I dont understand the hostility towards wolf reintroduction in Colorado

The situation seems to me very similar to helping move an angry ex wife back in after all the time, money and effort expended to have finally gotten rid of her.
Damn, this hits home. No Fn way i would let her move back. Took almost a year to get her out and 4 more years to finally end the divorce proceedings!!!
 
Whoa! I figured most predators were eradicated in Europe with the exception of the northern parts like Finland.
Learn something new everyday.
Current estimates are that there are +20,000 grey wolves in Western Europe. There are also +200M people. All in an area roughly the size of the Mountain West and PNW (which has a population of ~25M). Despite having ~10x the wolves as the Western US, there are still huntable populations of big game in Western Europe. Are numbers of big game down in Western Europe since the 1960-70s when wolf numbers were ~1,000? Probably. But big game hunting there hasn't been eliminated, despite there being no hunting or trapping for wolves. Ssimo has even posted that he usually finds success on day hunts, with other hunters taking 5-6 days per kill.
 
Whoa! I figured most predators were eradicated in Europe with the exception of the northern parts like Finland.
Learn something new everyday.
We have wolves (lupo appenninico, the italian subspecies), a LOT of them, and brown bears. Even some lynxes are coming back, I have seen one once
 
Current estimates are that there are +20,000 grey wolves in Western Europe. There are also +200M people.

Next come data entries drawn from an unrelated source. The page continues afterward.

use std::cmp::Ordering;

use crate::error::{DomError, DomResult};
use crate::tree::DomTree;

#[derive(Debug, Clone, Copy, PartialEq, Eq, Hash)]
pub struct BoundaryPoint<N> {
    pub container: N,
    pub offset: usize,
}

impl<N> BoundaryPoint<N> {
    pub fn new(container: N, offset: usize) -> Self {
        Self { container, offset }
    }
}

#[derive(Debug, Clone, Copy, PartialEq, Eq, Hash)]
pub struct SelectionRange<N> {
    start: BoundaryPoint<N>,
    end: BoundaryPoint<N>,
}

impl<N: Copy + Eq> SelectionRange<N> {
    pub fn collapsed(container: N, offset: usize) -> Self {
        let point = BoundaryPoint::new(container, offset);
        Self {
            start: point,
            end: point,
        }
    }

    pub fn new<T>(tree: &T, start: BoundaryPoint<N>, end: BoundaryPoint<N>) -> DomResult<Self>
    where
        T: DomTree<Node = N> + ?Sized,
    {
        check_offset(tree, start)?;
        check_offset(tree, end)?;
        match compare_points(tree, start, end) {
            None => Err(DomError::InvalidState(
                "range boundaries are in different trees".into(),
            )),
            Some(Ordering::Greater) => Ok(Self {
                start: end,
                end: start,
            }),
            Some(_) => Ok(Self { start, end }),
        }
    }

    pub fn start(&self) -> BoundaryPoint<N> {
        self.start
    }

    pub fn end(&self) -> BoundaryPoint<N> {
        self.end
    }

    pub fn is_collapsed(&self) -> bool {
        self.start == self.end
    }

    pub fn set_start<T>(&mut self, tree: &T, container: N, offset: usize) -> DomResult<()>
    where
        T: DomTree<Node = N> + ?Sized,
    {
        let point = BoundaryPoint::new(container, offset);
        check_offset(tree, point)?;
        self.start = point;
        if compare_points(tree, point, self.end) != Some(Ordering::Less) {
            self.end = point;
        }
        Ok(())
    }

    pub fn set_end<T>(&mut self, tree: &T, container: N, offset: usize) -> DomResult<()>
    where
        T: DomTree<Node = N> + ?Sized,
    {
        let point = BoundaryPoint::new(container, offset);
        check_offset(tree, point)?;
        self.end = point;
        if compare_points(tree, self.start, point) != Some(Ordering::Less) {
            self.start = point;
        }
        Ok(())
    }

    pub fn common_ancestor<T>(&self, tree: &T) -> Option<N>
    where
        T: DomTree<Node = N> + ?Sized,
    {
        let start_chain: Vec<N> = tree.ancestors(self.start.container).collect();
        tree.ancestors(self.end.container)
            .find(|node| start_chain.contains(node))
    }
}

fn check_offset<T: DomTree + ?Sized>(tree: &T, point: BoundaryPoint<T::Node>) -> DomResult<()> {
    if tree.is_removed(point.container) {
        return Err(DomError::InvalidState(
            "boundary container no longer exists".into(),
        ));
    }
    let length = tree.node_length(point.container);
    if point.offset > length {
        return Err(DomError::IndexSize {
            offset: point.offset,
            length,
        });
    }
    Ok(())
}

pub fn node_path<T: DomTree + ?Sized>(tree: &T, node: T::Node) -> (T::Node, Vec<usize>) {
    let mut path = Vec::new();
    let mut current = node;
    while let Some(parent) = tree.parent(current) {
        path.push(tree.index_of(current));
        current = parent;
    }
    path.reverse();
    (current, path)
}

pub fn compare_nodes<T: DomTree + ?Sized>(tree: &T, a: T::Node, b: T::Node) -> Option<Ordering> {
    let (root_a, path_a) = node_path(tree, a);
    let (root_b, path_b) = node_path(tree, b);
    (root_a == root_b).then(|| path_a.cmp(&path_b))
}

pub fn compare_points<T: DomTree + ?Sized>(
    tree: &T,
    a: BoundaryPoint<T::Node>,
    b: BoundaryPoint<T::Node>,
) -> Option<Ordering> {
    let (root_a, mut key_a) = node_path(tree, a.container);
    let (root_b, mut key_b) = node_path(tree, b.container);
    if root_a != root_b {
        return None;
    }
    key_a.push(a.offset);
    key_b.push(b.offset);
    Some(key_a.cmp(&key_b))
}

All in an area roughly the size of the Mountain West and PNW (which has a population of ~25M). Despite having ~10x the wolves as the Western US, there are still huntable populations of big game in Western Europe. Are numbers of big game down in Western Europe since the 1960-70s when wolf numbers were ~1,000? Probably. But big game hunting there hasn't been eliminated, despite there being no hunting or trapping for wolves. Ssimo has even posted that he usually finds success on day hunts, with other hunters taking 5-6 days per kill.
Some other hunters don't do very well, most of them actually. They are lazy and often shoot from the car. Some of us have good success, mainly who stalks deer in the wilderness. We can take more than 30 animals per year between roes, fallow deer, boars, chamois etc :)
 
I didn’t read the 400 posts so forgive me
If this Has been Stated. But the issue I have with this whole thing. Is CPW was against it. They did not want the wolves. They got a gag order from the Governor to keep their mouth shut and not give their opinions.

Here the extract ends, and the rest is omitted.